Award inflation and medal fatique

As more competitions enter the market, how do you keep on making money, as a medal competition? By handing out more medals. If everybody wins, for sure they’ll be back next year, right?

In the past, a specific spirit category had one bronze, one silver, and one gold medal. Just like in sports. But nowadays every category has multiple awards. Ten to twenty bronze medals for one and the same category? It is the rule instead of the exception. And the same holds true for silver and gold.

Does a specific competition still not have enough medals to satisfy all participants? They have two other modus operandi at their disposal, to make sure everybody wins and comes back to pay for more. First, they invent double gold, platinum, and diamond medals. Secondly, they’ll cut up categories into smaller sub-categories. If there are too many participants in the gin category, they’ll simply cut that category up in “London Dry Style Gin”, “Contemporary Gin”, “Dutch Gin”, or “Plymouth Gin”. How about “Contemporary Barrel aged West Coast Gins”. I am not kidding you, but it certainly feels like the organizers of award competitions are!

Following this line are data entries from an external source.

//! Query-time retrieval: embed the query, rank stored records.

use std::sync::Arc;

use tracing::debug;

use crate::document::ScoredResult;
use crate::embedding::EmbeddingProvider;
use crate::error::{RagError, Result};
use crate::vectorstore::VectorStore;

/// Retrieves the most relevant stored records for a natural-language query.
///
/// Holds no state between calls; each query is a point-in-time read of the
/// store. Retrieval is brute force: every record is scored against the
/// query embedding.
pub struct Retriever {
    embedding_provider: Arc<dyn EmbeddingProvider>,
    vector_store: Arc<dyn VectorStore>,
}

impl Retriever {
    /// Create a new retriever over the given provider and store.
    pub fn new(
        embedding_provider: Arc<dyn EmbeddingProvider>,
        vector_store: Arc<dyn VectorStore>,
    ) -> Self {
        Self { embedding_provider, vector_store }
    }

    /// Return the `k` stored records most similar to `query`, ordered by
    /// descending cosine similarity. Returns `min(k, record count)` results;
    /// an empty store yields an empty `Vec`.
    ///
    /// # Errors
    ///
    /// Returns [`RagError::InvalidArgument`] if `k == 0`, or propagates
    /// embedding and store failures.
    pub async fn retrieve(&self, query: &str, k: usize) -> Result<Vec<ScoredResult>> {
        if k == 0 {
            return Err(RagError::InvalidArgument("k must be greater than zero".to_string()));
        }

        let query_embedding = self.embedding_provider.embed(query).await?;
        let results = self.vector_store.search(&query_embedding, k).await?;

        debug!(k, result_count = results.len(), "retrieved records");
        Ok(results)
    }
}
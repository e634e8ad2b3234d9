//! Vector store trait for persisting embedded chunks and similarity search.

use async_trait::async_trait;

use crate::document::{Chunk, Record, ScoredResult};
use crate::error::Result;

/// A storage backend for embedded chunks with similarity search.
///
/// The store is append-only: records are created on ingestion, never
/// updated or deleted, and kept in insertion order. A swap to an indexed
/// backend (e.g. approximate nearest neighbor) goes behind this trait so
/// retrieval semantics (ranking, tie-break, `top_k` bounding) stay unchanged.
///
/// # Example
///
/// ```rust,ignore
/// use docrag::{InMemoryVectorStore, VectorStore};
///
/// let store = InMemoryVectorStore::new(embedder);
/// let ids = store.add_records(&chunks).await?;
/// let results = store.search(&query_embedding, 4).await?;
/// ```
#[async_trait]
pub trait VectorStore: Send + Sync {
    /// Embed all chunk texts and append one record per chunk, in input
    /// order, each with a fresh unique id. Returns the assigned ids.
    ///
    /// The call is atomic: either every chunk is persisted or none is.
    ///
    /// # Errors
    ///
    /// Returns [`RagError::Embedding`](crate::RagError::Embedding) if the
    /// embedding call fails, or
    /// [`RagError::DimensionMismatch`](crate::RagError::DimensionMismatch)
    /// if any embedding's length differs from the store's established
    /// dimensionality. The first write establishes it.
    async fn add_records(&self, chunks: &[Chunk]) -> Result<Vec<String>>;

    /// Return every persisted record, in insertion order.
    async fn all_records(&self) -> Vec<Record>;

    /// Return the `top_k` records most similar to `embedding`, ordered by
    /// descending cosine similarity with ties broken by insertion order.
    ///
    /// An empty store yields an empty `Vec`.
    ///
    /// # Errors
    ///
    /// Returns [`RagError::DimensionMismatch`](crate::RagError::DimensionMismatch)
    /// if the query vector's length differs from the store's established
    /// dimensionality.
    async fn search(&self, embedding: &[f32], top_k: usize) -> Result<Vec<ScoredResult>>;
}
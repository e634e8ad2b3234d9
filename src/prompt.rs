//! Grounding context assembly and prompt construction.
//!
//! Retrieved chunk texts are concatenated in ranked order into a single
//! context block, then wrapped in a fixed prompt structure: system
//! instruction, context, question, answer cue. The instruction constrains
//! the completion model to the supplied context, so a query against an
//! empty store produces an "insufficient information" answer without any
//! special-casing here.

use crate::document::ScoredResult;

/// Concatenate retrieved chunk texts in ranked order, separated by a blank
/// line.
///
/// When `max_chars` is set, results are included whole, highest-ranked
/// first, until the next one would push the context past the cap.
pub fn assemble_context(results: &[ScoredResult], max_chars: Option<usize>) -> String {
    let mut context = String::new();
    let mut total = 0usize;

    for result in results {
        let piece_len = result.content.chars().count();
        let extra = if context.is_empty() { piece_len } else { piece_len + 2 };
        if max_chars.is_some_and(|max| total + extra > max) {
            break;
        }
        if !context.is_empty() {
            context.push_str("\n\n");
        }
        context.push_str(&result.content);
        total += extra;
    }

    context
}

/// Build the grounding prompt handed to the completion provider.
///
/// The structure is fixed: system instruction, context block, question
/// block, answer cue.
pub fn build_prompt(context: &str, question: &str) -> String {
    format!(
        "[SYSTEM]\n\
         You are a helpful assistant, expert at analyzing information and giving concise, \
         accurate answers.\n\
         Use ONLY the information in the context to answer the question.\n\
         If the context does not contain the relevant information, say \"I do not have \
         sufficient information to answer this question.\"\n\
         Base your answer solely on the given context and not on prior knowledge.\n\
         Be specific and give direct answers where possible.\n\
         [CONTEXT]\n\
         {context}\n\
         \n\
         [QUESTION]\n\
         {question}\n\
         \n\
         [ANSWER]\n"
    )
}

What the combination of “everybody wins” and “more medals” results in? In award inflation. Winning a gold medal used to mean something. You were the only one. You were the top pick in a category. What it means today? That you are not only sharing that gold medal with a dozen others, but that you do so knowing that there are still a dozen competitors above you, that are granted the double gold, platinum, and diamond awards. In a category that’s probably only a fifth the size it used to be!

Award inflation results in medal fatigue with consumers. As it becomes more and more difficult for a consumer to find a craft distilled spirit without a medal, what does the medal tell about the quality of the product he is about to buy? Less and less. There you have it: award competitions want to increase their customer base in order to grow their income, at the expense of the value the awards have, both for the participating distillery and the consumer.

Side-hustling judges and organizations destroy objectivity and credibility

Judges side-hustle and organizations like ADI side-hustle. Often, expo’s favor customers of sponsors, so there is a huge bias in who will win the top awards. Most judges also work as consultants for craft distillers, which – again – creates a huge bias towards the customers that work with consultants winning most of the top awards.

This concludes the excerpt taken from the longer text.